Alan Crocetti’s Genderless Jewels
Derek Ezra Brown,
Alan Crocetti’s jewelry juxtaposes strength with a fragile use of gemstones and romanticism traditionally seen adorning women. But in Crocetti’s creative world jewelry is genderless, where men and women alike can share jewelry in sizes adaptable to each sex.
A version of this exclusive interview first appeared in the pages of the 15th issue of ODDA Magazine.
The character of your pieces are reminiscent of the old aristocracy, of a time when men wearing gemstones was a norm, however excluded to nobility. You, however create this effect for today, with innovative approaches to fit and challenging, yet minimal architectural design. Do you look at antique paintings, jewelry and/or modern design as figures of inspiration?
I never studied jewelry so I feel, somehow, that this got me a bit away from the whole jewelry design, business and the niche of what jewelry really meant. I don’t look at other jeweler’s work with the intent of research and I never felt like I should or had to. I like to analyze the body and this usually takes me to places. I’m obsessed with anatomy, so I don’t start designing thinking “I’m making an earring,” I look at the ear and I don’t underestimate it. When I was younger I was more fascinated about Da Vinci’s rough sketching than his actual final pieces. So looking at other jewelers’ work rarely inspires me even though I can definitely appreciate them. Not even sure if the logistic here makes sense, even though it does in my head.

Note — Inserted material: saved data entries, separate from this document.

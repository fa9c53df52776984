use thiserror::Error;

/// Errors raised while loading workspace configuration
#[derive(Error, Debug)]
pub enum ConfigError {
    #[error("IO error: {0}")]
    Io(#[from] std::io::Error),

    #[error("Invalid config: {0}")]
    Parse(#[from] serde_json::Error),
}
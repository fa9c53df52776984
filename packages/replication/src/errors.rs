//! Error types for replication

use thiserror::Error;

#[derive(Error, Debug, Clone, PartialEq)]
pub enum ReplicationError {
    #[error("Slide not found in replica: {0}")]
    SlideNotFound(String),

    #[error("Transaction failed: {0}")]
    Transaction(String),

    #[error("Replica is malformed: {0}")]
    Malformed(String),

    #[error("Replication stopped before completion")]
    Interrupted,
}
//! # Deckhand Common
//!
//! Shared data model for the slide editing engine: components and their
//! geometry, document snapshots handed to replication, and the workspace
//! configuration file.

pub mod component;
pub mod config;
pub mod error;
pub mod geometry;
pub mod result;
pub mod snapshot;

pub use component::*;
pub use config::*;
pub use error::*;
pub use geometry::*;
pub use result::*;
pub use snapshot::*;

Who are some of your competitors?
A couple I might want to confess are Shaun Leane and Ambush, both of which lack the romanticism you provide. Both, however, create covetable pieces men love to wear and collaborate with fashion designers.
“I LIKE TO ANALYZE THE BODY AND THIS USUALLY TAKES ME TO PLACES. I’M OBSESSED WITH ANATOMY” – ALAN CROCETTI
Was Shaun someone you ever looked up to?
I aspire to be as established as they are but I never saw them as competitors. I can see their individuality in their work and I like to think I also have my own. There’s a huge level of respect towards them so in that sense I can say I look up to them but not as competition.
Would you agree a level of intellect is important in Fashion, Art, and Design in order to innovate, break barriers, and help answer philosophical or societal questions through creation?
A certain level might take you far but it’s more a matter of sensibility.
How has your upbringing influenced your Art and love of Fashion?
I grew up in my parents’ knitwear factory in Brazil, so I was in contact with fashion from a very young age.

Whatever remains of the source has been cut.